> _Information provided_:
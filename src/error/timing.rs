// Grid reconciliation error types and constants

use crate::error::ErrorCode;
use log::error;
use std::fmt;

/// Timing error code constants
///
/// Error code range: 2001-2003
pub struct TimingErrorCodes {}

impl TimingErrorCodes {
    /// A configuration value is out of range
    pub const INVALID_CONFIG: i32 = 2001;

    /// Audio duration is negative or not finite
    pub const INVALID_DURATION: i32 = 2002;

    /// Seed anchor is not finite
    pub const INVALID_ANCHOR: i32 = 2003;
}

/// Log a timing error with structured context
pub fn log_timing_error(err: &TimingError, context: &str) {
    error!(
        "Timing error in {}: code={}, component=GridEngine, message={}",
        context,
        err.code(),
        err.message()
    );
}

/// Errors raised by the grid reconciliation core
///
/// Degenerate estimates (bad seed BPM, near-zero intervals) are not errors;
/// they fall back to safe values. Only inputs the core cannot reason about
/// are rejected here.
///
/// Error code ranges: 2001-2003
#[derive(Debug, Clone, PartialEq)]
pub enum TimingError {
    /// Configuration field out of range
    InvalidConfig { field: String, reason: String },

    /// Duration must be finite and >= 0
    InvalidDuration { duration: f64 },

    /// Seed anchor must be finite
    InvalidAnchor { anchor: f64 },
}

impl TimingError {
    pub(crate) fn invalid_config(field: &str, reason: impl Into<String>) -> Self {
        TimingError::InvalidConfig {
            field: field.to_string(),
            reason: reason.into(),
        }
    }
}

impl ErrorCode for TimingError {
    fn code(&self) -> i32 {
        match self {
            TimingError::InvalidConfig { .. } => TimingErrorCodes::INVALID_CONFIG,
            TimingError::InvalidDuration { .. } => TimingErrorCodes::INVALID_DURATION,
            TimingError::InvalidAnchor { .. } => TimingErrorCodes::INVALID_ANCHOR,
        }
    }

    fn message(&self) -> String {
        match self {
            TimingError::InvalidConfig { field, reason } => {
                format!("Invalid config value for {}: {}", field, reason)
            }
            TimingError::InvalidDuration { duration } => {
                format!("Duration must be finite and non-negative (got {})", duration)
            }
            TimingError::InvalidAnchor { anchor } => {
                format!("Seed anchor must be finite (got {})", anchor)
            }
        }
    }
}

impl fmt::Display for TimingError {
    fn fmt(&self, f: &mut fmt::Formatter<'_>) -> fmt::Result {
        write!(
            f,
            "TimingError::{:?} (code {}): {}",
            self,
            self.code(),
            self.message()
        )
    }
}

impl std::error::Error for TimingError {}
//! Membership gate placed in front of every user message.
//!
//! A user must belong to each configured chat before the bot answers. The
//! check is an explicit precondition: handlers call [`check`] and stop when it
//! returns [`Access::Denied`].

use teloxide::types::{ChatId, UserId};
use tracing::{debug, warn};

use crate::messenger::Messenger;

/// Outcome of the membership check
#[derive(Debug, Clone, Copy, PartialEq, Eq)]
pub enum Access {
    Allowed,
    /// The user has not joined (or was removed from) `chat`
    Denied { chat: ChatId },
}

impl Access {
    pub fn is_allowed(&self) -> bool {
        matches!(self, Access::Allowed)
    }
}

/// Check that `user` belongs to every chat in `required`.
///
/// An API failure for a chat is logged and that chat is skipped, so an outage
/// of the membership lookup never locks customers out.
pub async fn check(messenger: &dyn Messenger, required: &[ChatId], user: UserId) -> Access {
    for &chat in required {
        match messenger.is_chat_member(chat, user).await {
            Ok(true) => continue,
            Ok(false) => {
                debug!(user_id = %user, chat_id = %chat, "User is not a member of required chat");
                return Access::Denied { chat };
            }
            Err(e) => {
                warn!(
                    user_id = %user,
                    chat_id = %chat,
                    error = %e,
                    "Membership lookup failed, letting the user through"
                );
            }
        }
    }
    Access::Allowed
}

> _Required work_:
Report all lines above with "Clone".

> _Task answer_:
#[derive(Debug, Clone, PartialEq)]
#[derive(Debug, Clone, Copy, PartialEq, Eq)]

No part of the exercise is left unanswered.